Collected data
== Segment start ==

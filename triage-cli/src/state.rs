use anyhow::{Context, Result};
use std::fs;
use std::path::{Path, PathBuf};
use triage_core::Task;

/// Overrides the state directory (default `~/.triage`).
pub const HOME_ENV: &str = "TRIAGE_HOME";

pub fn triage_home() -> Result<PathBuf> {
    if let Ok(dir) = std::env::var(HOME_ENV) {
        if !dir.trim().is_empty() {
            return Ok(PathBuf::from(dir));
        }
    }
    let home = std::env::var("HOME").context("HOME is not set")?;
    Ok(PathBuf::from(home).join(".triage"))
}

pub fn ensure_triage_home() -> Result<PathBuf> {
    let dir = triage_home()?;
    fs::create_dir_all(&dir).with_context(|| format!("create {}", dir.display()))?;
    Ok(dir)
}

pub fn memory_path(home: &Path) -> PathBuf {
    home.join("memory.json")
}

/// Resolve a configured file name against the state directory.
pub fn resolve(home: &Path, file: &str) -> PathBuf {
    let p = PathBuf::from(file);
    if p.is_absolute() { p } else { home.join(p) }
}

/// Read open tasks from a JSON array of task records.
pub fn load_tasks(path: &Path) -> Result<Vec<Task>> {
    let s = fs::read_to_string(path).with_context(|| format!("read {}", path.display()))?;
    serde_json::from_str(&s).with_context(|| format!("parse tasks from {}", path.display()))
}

== Segment end ==
== Segment start ==

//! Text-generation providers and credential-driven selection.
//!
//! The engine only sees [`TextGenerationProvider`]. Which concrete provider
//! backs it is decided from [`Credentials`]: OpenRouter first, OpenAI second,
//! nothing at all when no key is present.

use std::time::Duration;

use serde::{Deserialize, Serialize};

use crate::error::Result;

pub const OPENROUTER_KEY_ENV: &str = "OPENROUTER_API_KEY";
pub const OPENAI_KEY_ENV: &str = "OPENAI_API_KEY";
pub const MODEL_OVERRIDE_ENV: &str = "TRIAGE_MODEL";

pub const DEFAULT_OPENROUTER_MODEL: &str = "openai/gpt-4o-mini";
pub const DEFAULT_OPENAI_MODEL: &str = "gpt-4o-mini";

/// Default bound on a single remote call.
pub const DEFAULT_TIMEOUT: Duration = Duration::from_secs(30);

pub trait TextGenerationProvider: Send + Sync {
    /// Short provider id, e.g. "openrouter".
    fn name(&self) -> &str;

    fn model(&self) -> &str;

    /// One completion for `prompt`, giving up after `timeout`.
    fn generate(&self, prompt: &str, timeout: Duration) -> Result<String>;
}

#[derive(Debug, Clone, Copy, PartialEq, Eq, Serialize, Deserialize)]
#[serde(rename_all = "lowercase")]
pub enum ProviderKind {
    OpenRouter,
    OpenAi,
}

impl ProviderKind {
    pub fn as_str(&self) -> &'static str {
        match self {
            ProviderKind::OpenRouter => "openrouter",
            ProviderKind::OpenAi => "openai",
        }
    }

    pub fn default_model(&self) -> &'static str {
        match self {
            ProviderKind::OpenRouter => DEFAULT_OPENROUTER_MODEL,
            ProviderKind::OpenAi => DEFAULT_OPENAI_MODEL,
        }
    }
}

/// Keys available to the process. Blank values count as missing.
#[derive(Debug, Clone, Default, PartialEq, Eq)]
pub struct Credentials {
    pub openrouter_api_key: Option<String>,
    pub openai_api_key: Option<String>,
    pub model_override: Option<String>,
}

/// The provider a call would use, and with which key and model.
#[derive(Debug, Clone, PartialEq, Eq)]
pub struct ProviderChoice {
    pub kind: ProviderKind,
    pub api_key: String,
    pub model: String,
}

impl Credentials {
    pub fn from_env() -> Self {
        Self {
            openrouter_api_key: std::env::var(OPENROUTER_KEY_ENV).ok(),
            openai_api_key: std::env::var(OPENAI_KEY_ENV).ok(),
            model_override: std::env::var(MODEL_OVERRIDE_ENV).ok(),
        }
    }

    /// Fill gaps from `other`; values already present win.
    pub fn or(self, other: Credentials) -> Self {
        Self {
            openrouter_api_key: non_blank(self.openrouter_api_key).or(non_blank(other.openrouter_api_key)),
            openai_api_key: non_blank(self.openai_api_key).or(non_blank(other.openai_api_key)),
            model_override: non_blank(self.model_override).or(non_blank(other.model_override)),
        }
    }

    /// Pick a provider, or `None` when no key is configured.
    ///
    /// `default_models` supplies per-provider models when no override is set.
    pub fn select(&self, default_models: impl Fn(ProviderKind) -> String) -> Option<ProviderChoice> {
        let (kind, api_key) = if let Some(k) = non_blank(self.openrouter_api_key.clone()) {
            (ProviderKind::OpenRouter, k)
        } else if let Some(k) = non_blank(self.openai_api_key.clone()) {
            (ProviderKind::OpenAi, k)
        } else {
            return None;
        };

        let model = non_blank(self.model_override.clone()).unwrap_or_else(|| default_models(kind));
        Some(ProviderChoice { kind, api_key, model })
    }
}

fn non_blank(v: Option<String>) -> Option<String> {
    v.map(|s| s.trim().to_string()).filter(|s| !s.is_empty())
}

== Segment end ==

* [Task instructions] Copy word for word the stretch of entries above from the line that has "pub fn from_env()" through the line that has "fn non_blank(v: Option<String>)", both ends included, and nothing outside it.

* [Your response]
    pub fn from_env() -> Self {
        Self {
            openrouter_api_key: std::env::var(OPENROUTER_KEY_ENV).ok(),
            openai_api_key: std::env::var(OPENAI_KEY_ENV).ok(),
            model_override: std::env::var(MODEL_OVERRIDE_ENV).ok(),
        }
    }

    /// Fill gaps from `other`; values already present win.
    pub fn or(self, other: Credentials) -> Self {
        Self {
            openrouter_api_key: non_blank(self.openrouter_api_key).or(non_blank(other.openrouter_api_key)),
            openai_api_key: non_blank(self.openai_api_key).or(non_blank(other.openai_api_key)),
            model_override: non_blank(self.model_override).or(non_blank(other.model_override)),
        }
    }

    /// Pick a provider, or `None` when no key is configured.
    ///
    /// `default_models` supplies per-provider models when no override is set.
    pub fn select(&self, default_models: impl Fn(ProviderKind) -> String) -> Option<ProviderChoice> {
        let (kind, api_key) = if let Some(k) = non_blank(self.openrouter_api_key.clone()) {
            (ProviderKind::OpenRouter, k)
        } else if let Some(k) = non_blank(self.openai_api_key.clone()) {
            (ProviderKind::OpenAi, k)
        } else {
            return None;
        };

        let model = non_blank(self.model_override.clone()).unwrap_or_else(|| default_models(kind));
        Some(ProviderChoice { kind, api_key, model })
    }
}

fn non_blank(v: Option<String>) -> Option<String> {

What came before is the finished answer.